- [The task] Go through the material and return every line that contains the string "cells".

....

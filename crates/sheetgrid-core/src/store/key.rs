//! Coordinate codec and iteration bounds

use std::fmt;

use crate::cell::CellRange;
use crate::error::{Error, Result};
use crate::{MAX_COLS, MAX_ROWS};

/// A `(row, column)` pair packed into one orderable key
///
/// Layout: column in the high 32 bits, row in the low 32 bits, so the derived
/// ordering is column-major (all of column 1 before any of column 2), which is
/// the store's canonical order.
#[derive(Clone, Copy, PartialEq, Eq, PartialOrd, Ord, Hash)]
pub struct CellKey(u64);

impl CellKey {
    /// The smallest key (sentinel row 0, sentinel column 0)
    pub const ORIGIN: CellKey = CellKey(0);

    /// Encode a coordinate, rejecting values outside `0..=MAX`
    pub fn encode(row: u32, col: u16) -> Result<Self> {
        check_row(row)?;
        check_col(col)?;
        Ok(Self::from_parts(row, col))
    }

    #[inline]
    pub(crate) fn from_parts(row: u32, col: u16) -> Self {
        CellKey(((col as u64) << 32) | row as u64)
    }

    /// Decode back into `(row, col)`
    #[inline]
    pub fn decode(self) -> (u32, u16) {
        (self.row(), self.col())
    }

    /// Row component
    #[inline]
    pub fn row(self) -> u32 {
        self.0 as u32
    }

    /// Column component
    #[inline]
    pub fn col(self) -> u16 {
        (self.0 >> 32) as u16
    }

    /// Raw packed value
    pub fn as_u64(self) -> u64 {
        self.0
    }
}

impl fmt::Debug for CellKey {
    fn fmt(&self, f: &mut fmt::Formatter<'_>) -> fmt::Result {
        write!(f, "CellKey(r{}c{})", self.row(), self.col())
    }
}

/// Validate a row coordinate (0 is the metadata sentinel)
pub(crate) fn check_row(row: u32) -> Result<()> {
    if row > MAX_ROWS {
        return Err(Error::RowOutOfBounds(row, MAX_ROWS));
    }
    Ok(())
}

/// Validate a column coordinate (0 is the metadata sentinel)
pub(crate) fn check_col(col: u16) -> Result<()> {
    if col > MAX_COLS {
        return Err(Error::ColumnOutOfBounds(col as u32, MAX_COLS));
    }
    Ok(())
}

/// Inclusive rectangle limiting a traversal
///
/// This is a plain value: cursors copy it and never write back to it, so two
/// traversals over the same store can share one descriptor.
#[derive(Debug, Clone, Copy, PartialEq, Eq, Hash)]
pub struct CellBounds {
    /// First row (inclusive)
    pub from_row: u32,
    /// First column (inclusive)
    pub from_col: u16,
    /// Last row (inclusive)
    pub to_row: u32,
    /// Last column (inclusive)
    pub to_col: u16,
}

impl CellBounds {
    /// Create validated bounds
    pub fn new(from_row: u32, from_col: u16, to_row: u32, to_col: u16) -> Result<Self> {
        check_row(from_row)?;
        check_row(to_row)?;
        check_col(from_col)?;
        check_col(to_col)?;
        if from_row > to_row || from_col > to_col {
            return Err(Error::InvalidRange(format!(
                "bounds r{}c{}:r{}c{} are inverted",
                from_row, from_col, to_row, to_col
            )));
        }
        Ok(Self {
            from_row,
            from_col,
            to_row,
            to_col,
        })
    }

    /// Every ordinary cell of a worksheet (sentinels excluded)
    pub fn sheet() -> Self {
        Self {
            from_row: 1,
            from_col: 1,
            to_row: MAX_ROWS,
            to_col: MAX_COLS,
        }
    }

    /// The whole key space including sentinel row/column 0
    pub fn everything() -> Self {
        Self {
            from_row: 0,
            from_col: 0,
            to_row: MAX_ROWS,
            to_col: MAX_COLS,
        }
    }

    /// Ordinary cells of one column
    pub fn column(col: u16) -> Self {
        Self {
            from_row: 1,
            from_col: col,
            to_row: MAX_ROWS,
            to_col: col,
        }
    }

    /// Ordinary cells of one row
    pub fn row(row: u32) -> Self {
        Self {
            from_row: row,
            from_col: 1,
            to_row: row,
            to_col: MAX_COLS,
        }
    }

    /// Bounds matching a parsed range
    pub fn from_range(range: &CellRange) -> Self {
        Self {
            from_row: range.start.row,
            from_col: range.start.col,
            to_row: range.end.row,
            to_col: range.end.col,
        }
    }

    /// Check whether a coordinate lies inside the bounds
    #[inline]
    pub fn contains(&self, row: u32, col: u16) -> bool {
        row >= self.from_row && row <= self.to_row && col >= self.from_col && col <= self.to_col
    }
}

....

- [Reply]
    /// Ordinary cells of one column
    /// Ordinary cells of one row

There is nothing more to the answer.